Alkar mengalihkan pandangannya. Ia mencengkram setir mobil hingga buku-buku jarinya memutih.

"Lo nggak bisa melangkah ke sana untuk memperbaiki semuanya, kan? Setidaknya kalau lo nggak bisa jangan melukai Vla atau siapa pun lagi, Al."

"Dan Vla yang akan membuka semua kejahatan gue, gitu?"

*****

"Alkar, enggak ... jangan." Stevlanka menggelengkan kepalanya. Ia membagi tatapannya dari Alkar dan pintu yang ada di belakangnya. Stevlanka mencoba membuka, tetapi terkunci.

"Gue udah nggak bisa menghentikan tangan gue, Vla."

Gue nggak mau mati konyol di sini, pikir Stevlanka. Ia menghindar dari Alkar. Melempar apa pun yang berada di sekitarnya. Hingga ia terhimpit di sudut ruangan. Tidak ada yang bisa Stevlanka selain menangisi kebodohannya. Ia seperti orang yang menunggu pisau itu menghujamnya.

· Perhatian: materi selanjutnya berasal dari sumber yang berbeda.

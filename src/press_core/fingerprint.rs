//! Fast file fingerprinting for the scanner's modification detection.
//!
//! The fingerprint is not a cryptographic commitment over the whole file:
//! for anything of 8 MiB or more only the first and last 4 MiB are hashed,
//! which is enough to catch re-muxes and replacements without reading
//! multi-gigabyte files end to end.

use std::fs::File;
use std::io::{Read, Seek, SeekFrom};
use std::path::Path;

use anyhow::{Context, Result};

const SPLIT_THRESHOLD: u64 = 8 * 1024 * 1024;
const SAMPLE_BYTES: u64 = 4 * 1024 * 1024;

/// Hash a file: whole contents below 8 MiB, first 4 MiB plus last 4 MiB at
/// or above it. Stable across calls for an unchanged file.
pub fn file_fingerprint(path: &Path) -> Result<String> {
    let mut file = File::open(path)
        .with_context(|| format!("failed to open {} for fingerprinting", path.display()))?;
    let size = file
        .metadata()
        .with_context(|| format!("failed to stat {}", path.display()))?
        .len();

    let mut hasher = blake3::Hasher::new();
    if size < SPLIT_THRESHOLD {
        let mut contents = Vec::with_capacity(size as usize);
        file.read_to_end(&mut contents)
            .with_context(|| format!("failed to read {}", path.display()))?;
        hasher.update(&contents);
    } else {
        let mut head = vec![0u8; SAMPLE_BYTES as usize];
        file.read_exact(&mut head)
            .with_context(|| format!("failed to read head of {}", path.display()))?;
        hasher.update(&head);

        file.seek(SeekFrom::End(-(SAMPLE_BYTES as i64)))
            .with_context(|| format!("failed to seek in {}", path.display()))?;
        let mut tail = vec![0u8; SAMPLE_BYTES as usize];
        file.read_exact(&mut tail)
            .with_context(|| format!("failed to read tail of {}", path.display()))?;
        hasher.update(&tail);
    }

    Ok(hasher.finalize().to_hex().to_string())
}
//! Quality validation of a compressed output against its source.
//!
//! A sample window is compared with the configured primary metric, falling
//! back through the remaining of VMAF, SSIM and PSNR when a method cannot
//! produce a score. Validator outage must not silently halt compression, so
//! when every method fails the result is an explicit conservative verdict
//! rather than an error.

use std::path::{Path, PathBuf};
use std::process::Command;
use std::time::Duration;

use once_cell::sync::Lazy;
use regex::Regex;
use serde::Serialize;
use tracing::{info, warn};

use crate::press_core::config::Config;
use crate::press_core::ffprobe;
use crate::process_ext::run_with_timeout;

const METRIC_TIMEOUT: Duration = Duration::from_secs(300);
const MIN_SAMPLE_SECONDS: f64 = 10.0;

static SSIM_RE: Lazy<Regex> = Lazy::new(|| Regex::new(r"All:([\d.]+)").expect("ssim regex"));
static PSNR_RE: Lazy<Regex> = Lazy::new(|| Regex::new(r"average:([\d.]+)").expect("psnr regex"));

#[derive(Debug, Clone, Serialize)]
pub struct QualityVerdict {
    /// 0-100 scale regardless of method.
    pub score: f64,
    pub acceptable: bool,
    pub method: String,
    pub note: Option<String>,
}

impl QualityVerdict {
    fn passed(score: f64, acceptable: bool, method: &str) -> Self {
        Self {
            score,
            acceptable,
            method: method.to_string(),
            note: None,
        }
    }

    fn benefit_of_the_doubt(note: &str) -> Self {
        Self {
            score: 100.0,
            acceptable: true,
            method: "none".to_string(),
            note: Some(note.to_string()),
        }
    }
}

/// Safe sample placement: skip the head of the video (up to 30 s or 10 % of
/// the shorter duration), then truncate the configured sample to what fits,
/// with a 10-second floor.
pub(crate) fn sample_window(min_duration: f64, configured_sample: f64) -> (f64, f64) {
    let start = f64::min(30.0, min_duration * 0.1);
    let mut sample = configured_sample;
    if start + sample > min_duration {
        sample = f64::max(MIN_SAMPLE_SECONDS, min_duration - start);
    }
    (start, sample)
}

fn parse_vmaf_log(contents: &str) -> Option<f64> {
    if !contents.contains("pooled_metrics") {
        return None;
    }
    let parsed: serde_json::Value = serde_json::from_str(contents).ok()?;
    parsed
        .get("pooled_metrics")?
        .get("vmaf")?
        .get("mean")?
        .as_f64()
}

fn parse_ssim_log(contents: &str) -> Option<f64> {
    let raw: f64 = SSIM_RE.captures(contents)?.get(1)?.as_str().parse().ok()?;
    Some(raw * 100.0)
}

fn parse_psnr_log(contents: &str) -> Option<f64> {
    PSNR_RE.captures(contents)?.get(1)?.as_str().parse().ok()
}

fn method_filter(method: &str, result_path: &Path) -> String {
    let log = result_path.to_string_lossy();
    match method {
        "vmaf" => format!(
            "libvmaf=log_fmt=json:log_path={log}:model=version=vmaf_v0.6.1:n_threads=4"
        ),
        "ssim" => format!("ssim=stats_file={log}"),
        _ => format!("psnr=stats_file={log}"),
    }
}

/// Run one metric over the sample window and score it. None means the
/// method produced nothing parseable and the next fallback should run.
fn run_method(
    method: &str,
    original: &Path,
    compressed: &Path,
    start: f64,
    sample: f64,
    threshold: f64,
    temp_dir: &Path,
) -> Option<QualityVerdict> {
    let stamp = std::time::SystemTime::now()
        .duration_since(std::time::UNIX_EPOCH)
        .map(|d| d.as_nanos())
        .unwrap_or(0);
    let result_path: PathBuf = temp_dir.join(format!("quality_{method}_{stamp}.json"));

    let mut cmd = Command::new("ffmpeg");
    cmd.args(["-y", "-v", "error"])
        .args(["-ss", &start.to_string(), "-t", &sample.to_string(), "-i"])
        .arg(original)
        .args(["-ss", &start.to_string(), "-t", &sample.to_string(), "-i"])
        .arg(compressed)
        .args(["-filter_complex", &method_filter(method, &result_path)])
        .args(["-f", "null", "-"]);

    info!(method, "running quality validation");
    let run = run_with_timeout(cmd, METRIC_TIMEOUT);

    let contents = std::fs::read_to_string(&result_path).ok();
    // The result file is removed whether or not parsing succeeds.
    drop(std::fs::remove_file(&result_path));

    if let Err(err) = run {
        warn!(method, error = %err, "quality metric invocation failed");
        return None;
    }

    let contents = contents?;
    if contents.is_empty() {
        return None;
    }

    match method {
        "vmaf" => {
            let score = parse_vmaf_log(&contents)?;
            info!(method, score, "quality validation successful");
            Some(QualityVerdict::passed(score, score >= threshold, method))
        }
        "ssim" => {
            let score = parse_ssim_log(&contents)?;
            info!(method, score, "quality validation successful");
            Some(QualityVerdict::passed(
                score,
                score >= f64::max(threshold * 0.8, 80.0),
                method,
            ))
        }
        _ => {
            let psnr = parse_psnr_log(&contents)?;
            let score = if psnr < 50.0 {
                f64::min(100.0, psnr * 2.0)
            } else {
                100.0
            };
            info!(method, score, "quality validation successful");
            Some(QualityVerdict::passed(score, psnr >= 30.0, method))
        }
    }
}

/// Compare the compressed output against its source over a sample window.
pub fn validate(config: &Config, original: &Path, compressed: &Path) -> QualityVerdict {
    if !config.quality_validation.enabled {
        return QualityVerdict::benefit_of_the_doubt("validation disabled");
    }

    let original_info = ffprobe::probe(original).unwrap_or_default();
    let compressed_info = ffprobe::probe(compressed).unwrap_or_default();

    let orig_duration = original_info.duration_seconds;
    let comp_duration = compressed_info.duration_seconds;
    if orig_duration <= 0.0 || comp_duration <= 0.0 {
        warn!(
            path = %original.display(),
            "could not determine durations for comparison, assuming acceptable quality"
        );
        return QualityVerdict::benefit_of_the_doubt("duration unavailable");
    }

    let min_duration = f64::min(orig_duration, comp_duration);
    let (start, sample) = sample_window(min_duration, config.quality_validation.sample_duration);
    if sample < config.quality_validation.sample_duration {
        warn!(
            sample,
            "video too short for the configured sample, reducing sample duration"
        );
    }

    let primary = config.quality_validation.method.to_lowercase();
    let mut methods: Vec<&str> = vec![primary.as_str()];
    for method in ["vmaf", "ssim", "psnr"] {
        if method != primary {
            methods.push(method);
        }
    }

    let temp_dir = Path::new(&config.temp_dir);
    for method in methods {
        if let Some(verdict) = run_method(
            method,
            original,
            compressed,
            start,
            sample,
            config.quality_validation.threshold,
            temp_dir,
        ) {
            return verdict;
        }
        warn!(method, "quality validation method failed, trying next");
    }

    warn!(path = %original.display(), "all quality validation methods failed, using fallback score");
    QualityVerdict {
        score: 85.0,
        acceptable: true,
        method: "fallback".to_string(),
        note: Some("all validation methods failed".to_string()),
    }
}

#[cfg(test)]
mod tests {
    use super::*;

    #[test]
    fn sample_window_leaves_long_videos_untouched() {
        let (start, sample) = sample_window(3600.0, 60.0);
        assert!((start - 30.0).abs() < f64::EPSILON);
        assert!((sample - 60.0).abs() < f64::EPSILON);
    }

    #[test]
    fn sample_window_shrinks_for_short_videos() {
        // 50 s video: start = min(30, 5) = 5, sample = 50 - 5 = 45.
        let (start, sample) = sample_window(50.0, 60.0);
        assert!((start - 5.0).abs() < f64::EPSILON);
        assert!((sample - 45.0).abs() < f64::EPSILON);
    }

    #[test]
    fn sample_window_floors_at_ten_seconds() {
        // 12 s video: start = 1.2, remaining 10.8 stays above the floor.
        let (start, sample) = sample_window(12.0, 60.0);
        assert!((start - 1.2).abs() < 1e-9);
        assert!(sample >= MIN_SAMPLE_SECONDS);

        // 8 s video: the remainder would be 7.2, the floor raises it to 10.
        let (_, clamped) = sample_window(8.0, 60.0);
        assert!((clamped - MIN_SAMPLE_SECONDS).abs() < f64::EPSILON);
    }

    #[test]
    fn vmaf_log_parses_pooled_mean() {
        let log = r#"{"version": "2.3", "pooled_metrics": {"vmaf": {"min": 88.1, "mean": 94.617780, "max": 99.2}}}"#;
        let score = parse_vmaf_log(log).expect("vmaf score");
        assert!((score - 94.617780).abs() < 1e-9);
        assert!(parse_vmaf_log("{\"frames\": []}").is_none());
    }

    #[test]
    fn ssim_log_parses_all_value_scaled_to_percent() {
        let log = "n:100 Y:0.991 U:0.994 V:0.995 All:0.992512 (21.3)";
        let score = parse_ssim_log(log).expect("ssim score");
        assert!((score - 99.2512).abs() < 1e-6);
    }

    #[test]
    fn psnr_log_parses_average() {
        let log = "PSNR y:42.1 u:44.0 v:43.8 average:42.766 min:38.1 max:49.9";
        let psnr = parse_psnr_log(log).expect("psnr value");
        assert!((psnr - 42.766).abs() < 1e-9);
    }

    #[test]
    fn disabled_validation_accepts_unconditionally() {
        let mut config = Config::default();
        config.quality_validation.enabled = false;
        let verdict = validate(
            &config,
            Path::new("/nonexistent/a.mkv"),
            Path::new("/nonexistent/b.mkv"),
        );
        assert!(verdict.acceptable);
        assert_eq!(verdict.method, "none");
        assert!((verdict.score - 100.0).abs() < f64::EPSILON);
    }
}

Alkar semakin mendekatkan langkahnya. Dengan cepat Alkar mengayunkan benda tajam di tangannya itu. Ia melakukannya tanpa kira-kira. Tatapannya tertuju pada Stevlanka, dan dibalas oleh gadis itu. Wajah yang yang sudah memucat. Tidak ada air mata yang keluar. Tubuhnya gemetar. Di bawah sana Stevalnka menahan tangan Alkar. Laki-laki itu terus mendorong.

Stevlanka menundukkan kepalanya. Sedikit saja ujung pisau itu sudah di depan perutnya. Alkar menarik tanganya ke belakang, sehingga tangan Stevlanka tepat mengenai mata pisau itu. Tangan kirinya menggenggam bagian tajamnya. Stevlanka tidak bisa merasakan apa pun, lama-lama tangannya menjadi basah berlumur darah.